Roma, 6 nov. (Adnkronos Salute) - ll Tar del Lazio ha respinto con una sentenza il ricorso proposto dall'associazione Pro Vita & Famiglia contro il diniego da parte del Comune di Roma all'affissione di 500 cartelloni che ritraevano l'immagine di un feto. "La motivazione del Tar? Per 'lo smodato impatto emotivo' e perché sarebbero stati superati i 'limiti di violenza semantica' - spiega in un nota l'associazione - Ora giudicate voi se c'e' violenza nelle nostre frasi sull'embrione: 'tu eri cosi' a 11 settimane, tutti i tuoi organi erano presenti, già ti succhiavi il pollice'".
"E poi domandiamoci perché un bambino nella pancia oggi scandalizzi più di certe foto volgari e piene di nudità o dell'invito al consumo di marijuana che si incontrano per strada alzando gli occhi agli spazi pubblicitari", hanno sottolineano Toni Brandi e Jacopo Coghe, presidente e vice presidente di ProVita, diventata oggi Pro Vita & Famiglia, e autori della campagna pubblicitaria che provocò prima le polemiche e poi il divieto di affissione da parte del Comune di Roma che ieri è stato giudicato legittimo.

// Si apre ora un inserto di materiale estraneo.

pub mod config;
pub mod error;
pub mod i18n;
pub mod model;
pub mod repository;
pub mod service;
pub mod service_year;
pub mod time;

pub use config::Config;
pub use error::StoreError;
pub use i18n::{translate, Language, Message};
pub use model::entry::{DailyEntry, NewEntry};
pub use model::totals::{MonthTotal, Totals, YearTotal};
pub use repository::{EntryRepository, FileEntryRepository, MemoryEntryRepository};
pub use service::aggregator::{aggregate, daily_hours};
pub use service::entry_store::EntryStore;
pub use service::progress::{classify_pace, Pace, ProgressReport};
pub use service_year::{months_of_service_year, months_passed, service_year_of};
pub use time::{format_hours_minutes, month_key, parse_local_date, to_local_date_string};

"In pratica la sentenza afferma che il Comune ha il diritto di regolamentare i messaggi che appaiono sugli impianti di sua proprietà e che il messaggio di Michelino, come abbiamo chiamato il bambino rappresentato nelle immagini, supera i limiti della sensibilità comune. Allora perché non vale lo stesso per gli spot dell'agenzia di pompe funebri Taffo? Non contengono anch'essi una certa 'violenza del messaggio' scherzando sulla morte nostra e dei nostri cari? Ci aspettiamo che il sindaco di Roma Virginia Raggi intervenga su tutti i manifesti provocatori". Brandi e Coghe concludono annunciando che i loro legali "stanno ora valutando di ricorrere al Consiglio di Stato".